I typically do not purchase Call of Duty games upon launch. Typically, I would rather wait until there’s a sale and I can purchase the game at a discount. However, I enjoyed the multiplayer beta so much that I pre-ordered the game immediately. I purchased the Cross-Gen Bundle so that I could experience the game on my new Xbox Series X. As you might expect, the Cold War campaign is a pretty standard, linear first-person shooter. There’s nothing overly groundbreaking with the campaign this year, but two new features I appreciated were the ability to make choices in conversations, and the story’s alternate endings. Despite the new replayability value the alternate endings offer, and the variety in the missions offered, the game ended up being a massive disappointment.

This entry is set during the Cold War in the early 1980s. United States President, Ronald Reagan, has tasked CIA agent, Russell Adler (who is basically Robert Redford’s twin), with locating Perseus, who is described as “the single largest threat to the free world.” He is a Soviet operative who threatens not only all of western Europe with nuclear weapons, but also the reputation of the United States. You’ll play alongside familiar faces: CIA Agent Jason Hudson, Master Sergeant Frank Woods, and Captain Alex Mason. Your character is known by the pseudonym “Bell” and described as “the one we need to keep our eyes on.” I was immediately intrigued by not knowing if I could trust my own character.

Shortly after the game’s opening, you’re introduced to a thrilling airplane chase scene with a range of gameplay mechanics. The entire scene was exciting, and felt inspired by the Uncharted series. As a lover of those games, I appreciated the familiarity. Even some of the music was reminiscent of Uncharted.

Despite being unable to see your main character in first-person games, you are given the option to choose your character in a rather creative fashion. You’ll choose your first and last name, gender (which includes a non-binary gender choice), place of birth, and two personality traits on a confidential CIA psychological profile. The personality traits you choose act similar to multiplayer perks in the campaign. I chose “Professional” offering me quick movement while aiming down sights, and “Aggressive Behavior” which increased reloading speed by 50%. As I chronically reload, this helped tremendously.

The campaign is organized via an evidence board where you select and replay missions, and examine evidence. New evidence is marked as a gray pushpin inside a yellow circle on the board. I loved how collectibles are disguised as evidence you’ll find in the missions. The board updates consistently throughout the story as you complete missions and find additional evidence, and you’re able to revisit the board after each mission.

The missions are a mixture of stealth, gunplay, and a variety of other tasks such as operating a helicopter to take down enemies with missiles. In some missions you’ll need to avoid being discovered while searching for clues. In others, you’ll have the option to use humans as shields. Throughout the game, if you kill an enemy, you can hide the bodies to prevent other enemies from finding them. For the record, I played the game on normal, and I felt it was a tad too easy as I didn’t die often. I like to play like Rambo with guns blazing, rather than the typical stealthy mode of taking each one out quietly.
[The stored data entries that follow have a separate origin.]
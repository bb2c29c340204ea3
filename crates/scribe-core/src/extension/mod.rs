//! # Scribe Core Extension Points
//!
//! The registries plugins populate and the host queries:
//!
//! - **[`registry`]**: the generic [`ExtensionRegistry`], a lock-protected,
//!   registration-ordered map with per-entry provenance and a duplicate
//!   policy ([`DuplicatePolicy`]).
//! - **[`language`]**, **[`file_type`]**, **[`navigation`]**, **[`view`]**:
//!   the typed extension points built on it.
//! - **[`set`]**: [`RegistrySet`], the single object holding every registry.
//!   It is created by the host and passed around explicitly; there is no
//!   global registry state.
//!
//! Languages, file types and navigation providers reject duplicate
//! identifiers. View registries ignore duplicates.
pub mod error;
pub mod file_type;
pub mod language;
pub mod navigation;
pub mod registry;
pub mod set;
pub mod view;

pub use error::ExtensionError;
pub use file_type::{FileType, FileTypeRegistry};
pub use language::{Language, LanguageRegistry};
pub use navigation::{NavigationProvider, NavigationRegistry, NavigationTarget};
pub use registry::{DuplicatePolicy, ExtensionRegistry, Identified};
pub use set::RegistrySet;
pub use view::{CachedViewProvider, View, ViewContribution, ViewProvider, ViewRegistry};

// Test module declaration
#[cfg(test)]
mod tests;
If I were to play again, I’d definitely go at least one step up on the difficulty meter.

As with all recent Call of Duty games, the graphics are realistic, the scenery is gorgeous, and the character models are stellar. The only complaint I have about the graphics is that Ronald Reagan looks like a man wearing a Ronald Reagan mask but I digress. Cold War has you travel to many places from Berlin, to the Ural Mountains in Russia, with each location providing a beautiful backdrop. The game is exceedingly linear but familiar, and the attention to detail was extraordinary. Throughout the game you’ll find references to 80’s pop culture and music, which I think is one of the more charming aspects of the game. There’s even a scene in “Redlight, Greenlight” where there’s an arcade with old Atari games. In fact, a couple of the arcade games found in this mission are playable. I admit I enjoyed this blast to the past and was rather distracted by the Enduro Atari game for some time.

My absolute favorite part of Cold War was a mission titled “Desperate Measures” as it had many steps, and could be completed in a variety of ways. From hiding bodies and navigating restricted areas, it took a lot of strategy to figure out which tasks needed to be completed first, and the best way to finish it. It was my favorite mission by far, and I’d love to see more of this in future Black Ops games.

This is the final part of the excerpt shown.